As the likelihood of a Japanese attack grew in the Far East, the U.S. military ordered all American wives back to the United States. Unwilling to part from her husband, Utinsky refused to obey the order and took an apartment in Manila while Jack went to work on Bataan. In December 1941, the Japanese invaded the Philippines. When Japanese troops occupied Manila on January 2, 1942, she was forced aboard the Washington, the last ship leaving with Americans, she sneaked off the ship at the last moment and returned to hide in her apartment rather than go into internment. She wrote in her book, “To go into an internment camp seemed like the sensible thing to do, but for the life of me I could not see what use I would be to myself or to anyone else cooped up there…. For from the moment the inconceivable thing happened and the Japanese arrived, there was just one thought in my mind—to find Jack.”

Undiscovered after ten weeks in hiding, Utinsky ventured out and sought help from the priests at Malate Convent. Through various contacts, she obtained false papers, creating the identity of Rena Utinsky, a Lithuanian nurse—as Lithuania was a nonbelligerent country under armed occupation by Nazi Germany. She secured a position with the Filipino Red Cross as a nurse, and went to Bataan to search for her husband.

She was shocked by the state of the survivors of the Bataan Death March. She resolved to do all she could to help the POWs that survived. Beginning with small actions, she soon built a clandestine resistance network that provided food, money, and medicine such as quinine to the thousands of POWs at Camp O’Donnell, and later at the Cabanatuan prison camp. After she learned that her husband had died in the prison camp, she redoubled her efforts to save as many men as possible.[4] Her code name was “Miss U,” which also became the title of her 1948 book about her World War II exploits.

Suspected of helping prisoners, the Japanese arrested her, held her at Fort Santiago prison, and tortured her for 32 days. When confronted with passenger log of the Washington listing her name, she insisted she had lied so she could work as a nurse.She was beaten daily, hung with her arms tied behind her back, and sexually assaulted.
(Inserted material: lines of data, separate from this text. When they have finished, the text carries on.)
use anyhow::{anyhow, Result};
use std::sync::{Arc, Mutex};

use crate::detect::result::Point;

/// Latest detected position, shared between the detection worker (writer)
/// and the coordinate reporter (reader).
///
/// Both coordinates live behind one lock, so a reader always sees a pair
/// written by a single `publish`. Last write wins; no history is kept.
#[derive(Clone, Debug, Default)]
pub struct DetectionSlot {
    inner: Arc<Mutex<Option<Point>>>,
}

impl DetectionSlot {
    pub fn new() -> Self {
        Self::default()
    }

    pub fn publish(&self, point: Point) -> Result<()> {
        let mut guard = self
            .inner
            .lock()
            .map_err(|_| anyhow!("detection slot lock poisoned"))?;
        *guard = Some(point);
        Ok(())
    }

    /// Last published position, `None` while nothing has been detected.
    pub fn latest(&self) -> Result<Option<Point>> {
        let guard = self
            .inner
            .lock()
            .map_err(|_| anyhow!("detection slot lock poisoned"))?;
        Ok(*guard)
    }

    /// Last published position, or the origin while unset.
    pub fn snapshot(&self) -> Result<Point> {
        Ok(self.latest()?.unwrap_or_default())
    }
}

#[cfg(test)]
mod tests {
    use super::*;

    #[test]
    fn unset_slot_reads_as_origin() {
        let slot = DetectionSlot::new();
        assert_eq!(slot.latest().unwrap(), None);
        assert_eq!(slot.snapshot().unwrap(), Point::new(0, 0));
    }

    #[test]
    fn last_write_wins() {
        let slot = DetectionSlot::new();
        slot.publish(Point::new(1, 2)).unwrap();
        slot.publish(Point::new(3, 4)).unwrap();
        assert_eq!(slot.latest().unwrap(), Some(Point::new(3, 4)));
    }

    #[test]
    fn readers_never_see_torn_pairs() {
        let slot = DetectionSlot::new();
        let writer = slot.clone();
        let handle = std::thread::spawn(move || {
            for i in 0..20_000 {
                writer.publish(Point::new(i, -i)).unwrap();
            }
        });
        for _ in 0..20_000 {
            let p = slot.snapshot().unwrap();
            assert_eq!(p.x, -p.y);
        }
        handle.join().unwrap();
    }
}
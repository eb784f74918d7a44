//! Frame production for the origin endpoint.
//!
//! - `Frame`: one RGB raster plus its presentation timestamp.
//! - `FrameClock`: paces ticks against an absolute schedule.
//! - `BallProducer`: steps the simulator once per tick and rasterizes it.
//!
//! Timestamps use the 90 kHz media clock. Deadlines are derived from the
//! start instant and the tick count, never from the previous deadline, so
//! per-tick jitter does not accumulate into rate drift.

use image::{ImageBuffer, Rgb, RgbImage};
use imageproc::drawing::draw_filled_circle_mut;
use std::time::{Duration, Instant};

use crate::sim::Ball;

/// Media clock rate for frame timestamps (ticks per second).
pub const PTS_CLOCK_RATE: u64 = 90_000;

/// Default raster size.
pub const DEFAULT_WIDTH: u32 = 640;
pub const DEFAULT_HEIGHT: u32 = 480;

/// Default production rate.
pub const DEFAULT_FPS: u32 = 30;

/// Bytes per pixel (packed RGB).
pub const CHANNELS: usize = 3;

const BALL_COLOR: Rgb<u8> = Rgb([0, 255, 0]);

// ----------------------------------------------------------------------------
// Frame
// ----------------------------------------------------------------------------

/// A packed RGB raster tagged with a 90 kHz presentation timestamp.
#[derive(Clone, PartialEq, Eq)]
pub struct Frame {
    data: Vec<u8>,
    pub width: u32,
    pub height: u32,
    pub pts: u64,
}

impl Frame {
    /// Wrap raw pixels. Returns `None` if the buffer does not match the dimensions.
    pub fn from_pixels(data: Vec<u8>, width: u32, height: u32, pts: u64) -> Option<Self> {
        if data.len() != width as usize * height as usize * CHANNELS {
            return None;
        }
        Some(Self {
            data,
            width,
            height,
            pts,
        })
    }

    /// All-black frame.
    pub fn blank(width: u32, height: u32, pts: u64) -> Self {
        Self {
            data: vec![0u8; width as usize * height as usize * CHANNELS],
            width,
            height,
            pts,
        }
    }

    fn from_image(image: RgbImage, pts: u64) -> Self {
        let (width, height) = image.dimensions();
        Self {
            data: image.into_raw(),
            width,
            height,
            pts,
        }
    }

    pub fn pixels(&self) -> &[u8] {
        &self.data
    }

    pub fn into_pixels(self) -> Vec<u8> {
        self.data
    }

    /// Borrowed image view over the raster, for the vision pipeline.
    ///
    /// `None` if `width`/`height` were changed to disagree with the buffer.
    pub fn as_image(&self) -> Option<ImageBuffer<Rgb<u8>, &[u8]>> {
        ImageBuffer::from_raw(self.width, self.height, self.data.as_slice())
    }

    /// Owned copy as an `RgbImage` (snapshots, debugging).
    pub fn to_image(&self) -> Option<RgbImage> {
        RgbImage::from_raw(self.width, self.height, self.data.clone())
    }

    /// Capture time in seconds relative to the start of the stream.
    pub fn time_secs(&self) -> f64 {
        self.pts as f64 / PTS_CLOCK_RATE as f64
    }
}

// Debug prints the buffer length, not the pixels.
impl std::fmt::Debug for Frame {
    fn fmt(&self, f: &mut std::fmt::Formatter<'_>) -> std::fmt::Result {
        f.debug_struct("Frame")
            .field("width", &self.width)
            .field("height", &self.height)
            .field("pts", &self.pts)
            .field("bytes", &self.data.len())
            .finish()
    }
}

/// Draw a filled ball on a black background.
pub fn render_ball(width: u32, height: u32, center: (i32, i32), radius: i32, pts: u64) -> Frame {
    let mut image = RgbImage::new(width, height);
    draw_filled_circle_mut(&mut image, center, radius, BALL_COLOR);
    Frame::from_image(image, pts)
}

// ----------------------------------------------------------------------------
// FrameClock
// ----------------------------------------------------------------------------

/// Fixed-rate tick source on an absolute schedule.
///
/// The schedule starts at the first call to `tick`; tick `n` is due at
/// `start + n / fps` and carries pts `n * 90000 / fps`, both computed from
/// `n` so a rate that does not divide the media clock still averages out
/// exactly. Late ticks return immediately, so frames are delayed but never
/// skipped.
#[derive(Debug)]
pub struct FrameClock {
    start: Option<Instant>,
    ticks: u64,
    fps: u64,
}

impl FrameClock {
    pub fn new(fps: u32) -> Self {
        Self {
            start: None,
            ticks: 0,
            fps: u64::from(fps.max(1)),
        }
    }

    /// Nominal pts step, rounded down.
    pub fn pts_per_tick(&self) -> u64 {
        PTS_CLOCK_RATE / self.fps
    }

    /// Ticks issued so far.
    pub fn ticks(&self) -> u64 {
        self.ticks
    }

    /// Presentation timestamp of tick `n`.
    pub fn pts_at(&self, n: u64) -> u64 {
        let pts = u128::from(n) * u128::from(PTS_CLOCK_RATE) / u128::from(self.fps);
        pts as u64
    }

    /// Offset from the schedule start at which tick `n` is due.
    pub fn due_at(&self, n: u64) -> Duration {
        let nanos = u128::from(n) * 1_000_000_000 / u128::from(self.fps);
        Duration::from_nanos(nanos as u64)
    }

    /// Offset from the schedule start at which `pts` is due.
    pub fn offset_for(pts: u64) -> Duration {
        let nanos = u128::from(pts) * 1_000_000_000 / u128::from(PTS_CLOCK_RATE);
        Duration::from_nanos(nanos as u64)
    }

    /// Advance one tick, sleeping until it is due. Returns the tick's pts.
    pub fn tick(&mut self) -> u64 {
        let start = *self.start.get_or_insert_with(Instant::now);
        self.ticks += 1;
        let deadline = start + self.due_at(self.ticks);
        let now = Instant::now();
        if deadline > now {
            std::thread::sleep(deadline - now);
        } else if now - deadline > self.due_at(1) {
            log::debug!(
                "frame clock running late by {:?} at tick {}",
                now - deadline,
                self.ticks
            );
        }
        self.pts_at(self.ticks)
    }
}

// ----------------------------------------------------------------------------
// BallProducer
// ----------------------------------------------------------------------------

/// Produces one rasterized simulator state per clock tick.
pub struct BallProducer {
    ball: Ball,
    clock: FrameClock,
    width: u32,
    height: u32,
}

impl BallProducer {
    pub fn new(width: u32, height: u32, fps: u32) -> Self {
        Self {
            ball: Ball::new(width as i32, height as i32),
            clock: FrameClock::new(fps),
            width,
            height,
        }
    }

    pub fn with_ball(ball: Ball, fps: u32) -> Self {
        let (width, height) = (ball.width as u32, ball.height as u32);
        Self {
            ball,
            clock: FrameClock::new(fps),
            width,
            height,
        }
    }

    /// Wait for the next tick, step the ball and render it.
    pub fn next_frame(&mut self) -> Frame {
        let pts = self.clock.tick();
        self.ball.step();
        render_ball(
            self.width,
            self.height,
            self.ball.position(),
            self.ball.radius,
            pts,
        )
    }

    /// Ground-truth position of the ball in the most recent frame.
    pub fn position(&self) -> (i32, i32) {
        self.ball.position()
    }

    pub fn frames_produced(&self) -> u64 {
        self.clock.ticks()
    }
}
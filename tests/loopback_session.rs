use std::net::TcpListener;
use std::sync::Arc;
use std::time::{Duration, Instant};

use ball_track::config::VideoSettings;
use ball_track::detect::backends::stub::StubStep;
use ball_track::detect::StubBackend;
use ball_track::signaling::loopback_pair;
use ball_track::signaling::tcp::{TcpRole, TcpSignaling};
use ball_track::transport::{LinkFactory, LoopbackRendezvous, TcpLinkFactory};
use ball_track::{
    ContourBackend, ErrorSample, ErrorSink, Origin, PeerSession, Point, Role, SessionEvent,
    Signaling, StatsSink, Tracker, VideoFormat,
};

fn video() -> VideoSettings {
    VideoSettings {
        width: 160,
        height: 120,
        fps: 30,
        radius: 12,
    }
}

fn format_of(video: &VideoSettings) -> VideoFormat {
    VideoFormat {
        width: video.width,
        height: video.height,
        fps: video.fps,
    }
}

fn sessions(
    max_backlog: Option<usize>,
    offer_signaling: Arc<dyn Signaling>,
    answer_signaling: Arc<dyn Signaling>,
    offer_links: Box<dyn LinkFactory>,
    answer_links: Box<dyn LinkFactory>,
    stream_for: Duration,
) -> (Origin, Tracker) {
    let video = video();
    let (origin_session, origin_events) =
        PeerSession::new(Role::Offer, format_of(&video), offer_signaling, offer_links);
    let (tracker_session, tracker_events) = PeerSession::new(
        Role::Answer,
        VideoFormat::default(),
        answer_signaling,
        answer_links,
    );
    let origin = Origin::new(origin_session, origin_events, video).with_max_duration(stream_for);
    let tracker = Tracker::new(tracker_session, tracker_events)
        .with_report_interval(Duration::from_millis(33))
        .with_max_backlog(max_backlog)
        .with_max_duration(stream_for + Duration::from_secs(10));
    (origin, tracker)
}

fn loopback_sessions(max_backlog: Option<usize>, stream_for: Duration) -> (Origin, Tracker) {
    let (a, b) = loopback_pair();
    let rendezvous = LoopbackRendezvous::new();
    sessions(
        max_backlog,
        Arc::new(a),
        Arc::new(b),
        Box::new(rendezvous.clone()),
        Box::new(rendezvous),
        stream_for,
    )
}

fn free_port() -> u16 {
    TcpListener::bind("127.0.0.1:0")
        .unwrap()
        .local_addr()
        .unwrap()
        .port()
}

fn near(a: Point, b: Point, tolerance: i32) -> bool {
    (a.x - b.x).abs() <= tolerance && (a.y - b.y).abs() <= tolerance
}

#[test]
fn origin_and_tracker_close_the_loop() {
    // A short backlog keeps detection close to real time on slow machines.
    let (origin, tracker) = loopback_sessions(Some(2), Duration::from_millis(1500));

    let tracker_thread = std::thread::spawn(move || tracker.run(ContourBackend));
    let mut sink = StatsSink::new();
    let origin_summary = origin.run(&mut sink).expect("origin run");
    let tracker_summary = tracker_thread.join().unwrap().expect("tracker run");

    assert_eq!(origin_summary.reason, "time limit reached");
    assert!(origin_summary.frames_sent >= 30, "{:?}", origin_summary);
    assert_eq!(tracker_summary.frames_received, origin_summary.frames_sent);
    assert_eq!(
        tracker_summary.worker.frames + tracker_summary.frames_dropped,
        tracker_summary.frames_received
    );
    assert!(tracker_summary.worker.detections > 0);
    assert_eq!(origin_summary.malformed, 0);

    // The newest frames are never evicted and the worker drains the queue
    // before exiting, so the final detection is at most a frame behind the
    // final ground truth (a ball clipped by the border may not be found).
    let detected = tracker_summary.last_detection.expect("a detection");
    assert!(
        near(detected, tracker_summary.last_truth, 12),
        "detected {} truth {}",
        detected,
        tracker_summary.last_truth
    );

    let stats = sink.stats().unwrap();
    assert!(stats.count >= 10, "{}", stats);
    assert_eq!(stats.count, origin_summary.reports_received);
    let last = stats.last.expect("an error sample");
    assert!(last.magnitude() < 60.0, "last error {:?}", last);
}

/// Records when each error sample arrived.
#[derive(Default)]
struct TimedSink {
    arrivals: Vec<Instant>,
}

impl ErrorSink for TimedSink {
    fn report(&mut self, _sample: ErrorSample) {
        self.arrivals.push(Instant::now());
    }
}

#[test]
fn malformed_report_is_dropped_without_stopping_scoring() {
    let (origin, tracker) = loopback_sessions(None, Duration::from_millis(1500));
    let inject = origin.event_sender();
    let injector = std::thread::spawn(move || {
        std::thread::sleep(Duration::from_millis(700));
        let at = Instant::now();
        inject
            .send(SessionEvent::MessageReceived("calculated,1,2,x,4".to_string()))
            .unwrap();
        at
    });

    let tracker_thread = std::thread::spawn(move || tracker.run(ContourBackend));
    let mut sink = TimedSink::default();
    let summary = origin.run(&mut sink).expect("origin run");
    tracker_thread.join().unwrap().expect("tracker run");
    let injected_at = injector.join().unwrap();

    assert_eq!(summary.reason, "time limit reached");
    assert_eq!(summary.malformed, 1);
    assert_eq!(sink.arrivals.len() as u64, summary.reports_received);
    assert!(sink.arrivals.iter().any(|t| *t < injected_at));
    assert!(sink.arrivals.iter().any(|t| *t > injected_at));
}

#[test]
fn tracker_keeps_last_position_through_misses() {
    let (origin, tracker) = loopback_sessions(None, Duration::from_millis(600));
    let backend = StubBackend::new([
        StubStep::Found(Point::new(42, 24)),
        StubStep::Missed,
        StubStep::Fail,
    ]);

    let tracker_thread = std::thread::spawn(move || tracker.run(backend));
    let mut sink = StatsSink::new();
    origin.run(&mut sink).expect("origin run");
    let summary = tracker_thread.join().unwrap().expect("tracker run");

    assert_eq!(summary.worker.detections, 1);
    assert_eq!(summary.worker.failures, 1);
    assert_eq!(summary.last_detection, Some(Point::new(42, 24)));
}

#[test]
fn endpoints_run_over_tcp() {
    let signaling_port = free_port();
    let offer_signaling = Arc::new(TcpSignaling::new(
        "127.0.0.1",
        signaling_port,
        TcpRole::Connect,
        Duration::from_secs(5),
    ));
    let answer_signaling = Arc::new(TcpSignaling::new(
        "127.0.0.1",
        signaling_port,
        TcpRole::Listen,
        Duration::from_secs(5),
    ));
    let (origin, tracker) = sessions(
        None,
        offer_signaling,
        answer_signaling,
        Box::new(TcpLinkFactory::new("127.0.0.1", 0)),
        Box::new(TcpLinkFactory::new("127.0.0.1", 0)),
        Duration::from_millis(1000),
    );

    let tracker_thread = std::thread::spawn(move || tracker.run(ContourBackend));
    let mut sink = StatsSink::new();
    let origin_summary = origin.run(&mut sink).expect("origin run");
    let tracker_summary = tracker_thread.join().unwrap().expect("tracker run");

    // Bye travels on the signaling socket, so frames still in flight on the
    // link may be cut off.
    assert!(origin_summary.frames_sent > 0);
    assert!(tracker_summary.frames_received > 0);
    assert!(tracker_summary.frames_received <= origin_summary.frames_sent);
    assert!(tracker_summary.worker.detections > 0);
    assert!(sink.stats().unwrap().count > 0);
}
During one night five Filipinos were beheaded in front of her cell. On another night, an American soldier was tied to her cell gate and beaten to death. His flesh lodged in her hair. She was then confined to a dungeon for four days without food or water. She never revealed her true identity and was released after signing a statement attesting to her good treatment.]

She spent six weeks recovering from injuries at a Manila hospital. The doctors wanted to amputate her gangrenous leg, but she refused. The hospital was full of Japanese spies, and she was afraid she would reveal secrets while under anesthesia. She directed the surgeons to remove the gangrenous flesh without anesthesia. She left the hospital before fully recovered and escaped to Bataan Peninsula, where she served as a nurse with the Philippine Commonwealth troops and the Recognized Guerrilla forces, moving from camp to camp in the mountains until liberation in February 1945.

When the combined American and Philippine Commonwealth troops re-entered the Philippines, Utinsky was taken through the Japanese lines by the local people to the American lines. She had lost 45 pounds, 35 percent of her pre-war weight, and an inch in height. Her auburn hair had turned white and she looked like she had aged 25 years. Yet, within a few days, she wrote from memory a 30-page report listing the names of soldiers she knew had been tortured, the names of their torturers, and the names of collaborators and spies. She was attached to the U.S. Army Counter Intelligence Corps, and later was flown to meet the 511 survivors, out of 9000 original prisoners, who were rescued from the Cabanatuan POW camp.

In 1946, Utinsky was awarded the Medal of Freedom for her actions.